* **Assigned task**: The answer must be an exact copy of the lines from the one holding "assert_eq!(Camt056Document::from_xml(&xml).unwrap(), doc);" through the final line of the entries, and nothing else.

Stored items:

========================================================================

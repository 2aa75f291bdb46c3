//! camt.056 FIToFIPaymentCancellationRequest.

use super::{add_head, finish, message_root, open, read_head, start, validate_head, DEFAULT_CURRENCY};
use crate::error::{Error, Result};
use crate::iso20022::blocks;
use crate::iso20022::common::{validate_optional_max35, Assignment, Case, UnderlyingKind, UnderlyingTransaction};
use crate::iso20022::{CamtType, CamtVersion};

/// One interbank transaction to recall (`Undrlg/TxInf`).
#[derive(Debug, Clone, PartialEq, Eq)]
pub struct InterbankCancellation {
    pub cancellation_id: Option<String>,
    pub original: UnderlyingTransaction,
    /// `CxlRsnInf/Rsn/Cd`, e.g. `DUPL`, `TECH`, `FRAD`.
    pub reason_code: Option<String>,
    pub additional_information: Option<String>,
}

impl InterbankCancellation {
    pub fn new(original: UnderlyingTransaction) -> Self {
        Self {
            cancellation_id: None,
            original: UnderlyingTransaction {
                kind: UnderlyingKind::Interbank,
                ..original
            },
            reason_code: None,
            additional_information: None,
        }
    }
}

/// An agent asks the next agent to cancel interbank payments.
#[derive(Debug, Clone, PartialEq, Eq)]
pub struct Camt056Document {
    pub assignment: Assignment,
    pub case: Option<Case>,
    pub transactions: Vec<InterbankCancellation>,
}

impl Camt056Document {
    pub fn new(assignment: Assignment) -> Self {
        Self {
            assignment,
            case: None,
            transactions: Vec::new(),
        }
    }

    pub fn with_case(&self, case: Case) -> Self {
        Self {
            case: Some(case),
            ..self.clone()
        }
    }

    pub fn with_transaction(&self, transaction: InterbankCancellation) -> Self {
        let mut doc = self.clone();
        doc.transactions.push(transaction);
        doc
    }

    pub fn to_xml(&self, version: CamtVersion) -> Result<String> {
        let mut b = start(CamtType::Camt056, version)?;
        add_head(&mut b, &self.assignment, self.case.as_ref());
        b.add_element("CtrlData")
            .add_child("NbOfTxs", &self.transactions.len().to_string())
            .end();
        b.add_element("Undrlg");
        for tx in &self.transactions {
            b.add_element("TxInf");
            b.add_optional_child("CxlId", tx.cancellation_id.as_deref());
            blocks::add_original_reference(&mut b, &tx.original);
            blocks::add_reason(
                &mut b,
                "CxlRsnInf",
                tx.reason_code.as_deref(),
                tx.additional_information.as_deref(),
            );
            b.end();
        }
        b.end();
        finish(b)
    }

    pub fn from_xml(xml: &str) -> Result<Self> {
        let doc = open(xml, CamtType::Camt056)?;
        let root = message_root(&doc, CamtType::Camt056)?;
        let (assignment, case) = read_head(&doc, root)?;
        let transactions = blocks::children(&doc, root, "Undrlg/TxInf")?
            .into_iter()
            .map(|el| {
                let (reason_code, additional_information) = blocks::read_reason(&doc, el, "CxlRsnInf")?;
                Ok(InterbankCancellation {
                    cancellation_id: blocks::text(&doc, el, "CxlId")?,
                    original: blocks::read_original_reference(&doc, el, UnderlyingKind::Interbank, DEFAULT_CURRENCY)?,
                    reason_code,
                    additional_information,
                })
            })
            .collect::<Result<Vec<_>>>()?;
        Ok(Self {
            assignment,
            case,
            transactions,
        })
    }

    pub fn validate(&self) -> Result<()> {
        validate_head(&self.assignment, self.case.as_ref())?;
        if self.transactions.is_empty() {
            return Err(Error::validation("Undrlg/TxInf", "at least one is required"));
        }
        for tx in &self.transactions {
            validate_optional_max35("CxlId", tx.cancellation_id.as_deref())?;
            tx.original.validate()?;
        }
        Ok(())
    }
}

xml_io!(Camt056Document, CamtVersion);

#[cfg(test)]
mod tests {
    use super::*;
    use crate::iso20022::camt::fixtures::{assignment, created};
    use crate::types::Amount;
    use chrono::NaiveDate;
    use pretty_assertions::assert_eq;
    use rust_decimal::Decimal;

    fn recall() -> InterbankCancellation {
        let original = UnderlyingTransaction {
            original_message_id: Some("PACS-1".into()),
            original_message_name_id: Some("pacs.008.001.08".into()),
            original_creation_date_time: Some(created()),
            original_transaction_id: Some("TX-1".into()),
            amount: Some(Amount::new(Decimal::new(50000, 2), "EUR")),
            date: NaiveDate::from_ymd_opt(2025, 1, 2),
            ..UnderlyingTransaction::initiation()
        };
        InterbankCancellation {
            cancellation_id: Some("RECALL-1".into()),
            reason_code: Some("FRAD".into()),
            ..InterbankCancellation::new(original)
        }
    }

    #[test]
    fn test_new_forces_interbank_kind() {
        assert_eq!(recall().original.kind, UnderlyingKind::Interbank);
    }

    #[test]
    fn test_round_trip() {
        let doc = Camt056Document::new(assignment()).with_transaction(recall());
        let xml = doc.to_xml(CamtVersion::V08).unwrap();
        assert!(xml.contains("<OrgnlIntrBkSttlmAmt Ccy=\"EUR\">500.00</OrgnlIntrBkSttlmAmt>"));
        assert!(xml.contains("<OrgnlIntrBkSttlmDt>2025-01-02</OrgnlIntrBkSttlmDt>"));
        assert_eq!(Camt056Document::from_xml(&xml).unwrap(), doc);
        assert!(doc.validate().is_ok());
    }
}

========================================================================

* **Answer for the task**:
        assert_eq!(Camt056Document::from_xml(&xml).unwrap(), doc);
        assert!(doc.validate().is_ok());
    }
}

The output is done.